Goods are often replaced even before their usefulness runs out. The perceived durability of a good in a throwaway society is often less than its physical durability. For example, in fast fashion, consumers buy the latest, novelty item because producers market styles that pass with the seasons. There is pressure on producers to advertise an increased number of "seasons", creating new styles so consumers can update their wardrobes often by buying cheap and flimsy, yet stylish clothes to keep up with current fashion trends. Items that once were considered durable items are now almost exclusively disposable, so it is actually more difficult for consumers who want a durable version to find anywhere selling one. The shift to disposable was ostensibly because of reasons such as convenience or hygiene, even if the inconvenience of using a durable version is very slight, or there is no proven increase in hygiene. This can lead to higher costs over time, more waste produced, more resources used, and lesser quality goods.

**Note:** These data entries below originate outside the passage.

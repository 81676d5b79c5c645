//! MySQL implementation of the TokenRepository trait.
//!
//! Persists refresh token digests in the `refresh_tokens` table. The
//! consume transition is a single conditional UPDATE, so concurrent
//! presenters of the same token resolve to exactly one winner in the
//! database rather than in application code.

use async_trait::async_trait;
use chrono::{DateTime, Utc};
use sqlx::{MySqlPool, Row};
use uuid::Uuid;

use sg_core::domain::entities::token::{ConsumeOutcome, RefreshToken};
use sg_core::errors::{DomainError, StoreError};
use sg_core::repositories::TokenRepository;

/// MySQL implementation of TokenRepository
pub struct MySqlTokenRepository {
    /// Database connection pool
    pool: MySqlPool,
}

impl MySqlTokenRepository {
    /// Create a new MySQL token repository
    ///
    /// # Arguments
    /// * `pool` - MySQL connection pool from SQLx
    pub fn new(pool: MySqlPool) -> Self {
        Self { pool }
    }

    fn store_error(context: &str, e: sqlx::Error) -> DomainError {
        StoreError::Unavailable {
            message: format!("{}: {}", context, e),
        }
        .into()
    }

    /// Convert a database row to a RefreshToken entity
    fn row_to_token(row: &sqlx::mysql::MySqlRow) -> Result<RefreshToken, DomainError> {
        let id: String = row
            .try_get("id")
            .map_err(|e| Self::store_error("Failed to get id", e))?;
        let principal_id: String = row
            .try_get("principal_id")
            .map_err(|e| Self::store_error("Failed to get principal_id", e))?;

        Ok(RefreshToken {
            id: Uuid::parse_str(&id).map_err(|e| StoreError::Unavailable {
                message: format!("Invalid token UUID: {}", e),
            })?,
            principal_id: Uuid::parse_str(&principal_id).map_err(|e| StoreError::Unavailable {
                message: format!("Invalid principal UUID: {}", e),
            })?,
            token_hash: row
                .try_get("token_hash")
                .map_err(|e| Self::store_error("Failed to get token_hash", e))?,
            created_at: row
                .try_get::<DateTime<Utc>, _>("created_at")
                .map_err(|e| Self::store_error("Failed to get created_at", e))?,
            expires_at: row
                .try_get::<DateTime<Utc>, _>("expires_at")
                .map_err(|e| Self::store_error("Failed to get expires_at", e))?,
            consumed_at: row
                .try_get::<Option<DateTime<Utc>>, _>("consumed_at")
                .map_err(|e| Self::store_error("Failed to get consumed_at", e))?,
            is_revoked: row
                .try_get("is_revoked")
                .map_err(|e| Self::store_error("Failed to get is_revoked", e))?,
        })
    }
}

#[async_trait]
impl TokenRepository for MySqlTokenRepository {
    async fn save_refresh_token(&self, token: RefreshToken) -> Result<RefreshToken, DomainError> {
        let query = r#"
            INSERT INTO refresh_tokens (
                id, principal_id, token_hash, created_at, expires_at,
                consumed_at, is_revoked
            ) VALUES (?, ?, ?, ?, ?, ?, ?)
        "#;

        sqlx::query(query)
            .bind(token.id.to_string())
            .bind(token.principal_id.to_string())
            .bind(&token.token_hash)
            .bind(token.created_at)
            .bind(token.expires_at)
            .bind(token.consumed_at)
            .bind(token.is_revoked)
            .execute(&self.pool)
            .await
            .map_err(|e| Self::store_error("Failed to save refresh token", e))?;

        Ok(token)
    }

    async fn find_refresh_token(
        &self,
        token_hash: &str,
    ) -> Result<Option<RefreshToken>, DomainError> {
        let query = r#"
            SELECT id, principal_id, token_hash, created_at, expires_at,
                   consumed_at, is_revoked
            FROM refresh_tokens
            WHERE token_hash = ?
            LIMIT 1
        "#;

        let result = sqlx::query(query)
            .bind(token_hash)
            .fetch_optional(&self.pool)
            .await
            .map_err(|e| Self::store_error("Failed to find refresh token", e))?;

        match result {
            Some(row) => Ok(Some(Self::row_to_token(&row)?)),
            None => Ok(None),
        }
    }

    async fn consume_refresh_token(
        &self,
        token_hash: &str,
    ) -> Result<ConsumeOutcome, DomainError> {
        // Compare-and-set: only a live token matches the WHERE clause, so at
        // most one concurrent caller gets rows_affected == 1.
        let update = r#"
            UPDATE refresh_tokens
            SET consumed_at = ?
            WHERE token_hash = ? AND consumed_at IS NULL AND is_revoked = FALSE
        "#;

        let result = sqlx::query(update)
            .bind(Utc::now())
            .bind(token_hash)
            .execute(&self.pool)
            .await
            .map_err(|e| Self::store_error("Failed to consume refresh token", e))?;

        let token = self.find_refresh_token(token_hash).await?;

        match token {
            None => Ok(ConsumeOutcome::Missing),
            Some(token) if result.rows_affected() == 1 => Ok(ConsumeOutcome::Consumed(token)),
            Some(token) if token.is_consumed() => Ok(ConsumeOutcome::AlreadyConsumed(token)),
            Some(token) => Ok(ConsumeOutcome::Revoked(token)),
        }
    }

    async fn revoke_all_for_principal(&self, principal_id: Uuid) -> Result<usize, DomainError> {
        let query = r#"
            UPDATE refresh_tokens
            SET is_revoked = TRUE
            WHERE principal_id = ? AND is_revoked = FALSE
        "#;

        let result = sqlx::query(query)
            .bind(principal_id.to_string())
            .execute(&self.pool)
            .await
            .map_err(|e| Self::store_error("Failed to revoke principal tokens", e))?;

        Ok(result.rows_affected() as usize)
    }

    async fn delete_expired_tokens(&self) -> Result<usize, DomainError> {
        let result = sqlx::query("DELETE FROM refresh_tokens WHERE expires_at < ?")
            .bind(Utc::now())
            .execute(&self.pool)
            .await
            .map_err(|e| Self::store_error("Failed to delete expired tokens", e))?;

        Ok(result.rows_affected() as usize)
    }
}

Not only has there been a movement by manufacturers towards goods that are less durable and not maintainable, producers have also withheld technology that would make common goods more durable, such as in the manufacture of light bulbs.
Catholic church attitude
Pope Francis frequently speaks about a "throwaway culture" in which unwanted items and unwanted people, such as the unborn, the elderly, and the poor, are discarded as waste. In his encyclical Laudato si', he discusses pollution, waste, the lack of recycling, and the destruction of the Earth as symptoms of this throwaway culture.
Francis stated that in a throwaway culture, even human lives are seen as disposable. He also cited the dangers of this culture in connection with immigration, saying, "A change of attitude towards migrants and refugees is needed on the part of everyone, moving away from attitudes of defensiveness and fear, indifference and marginalization – all typical of a throwaway culture – towards attitudes based on a culture of encounter, the only culture capable of building a better, more just and fraternal world."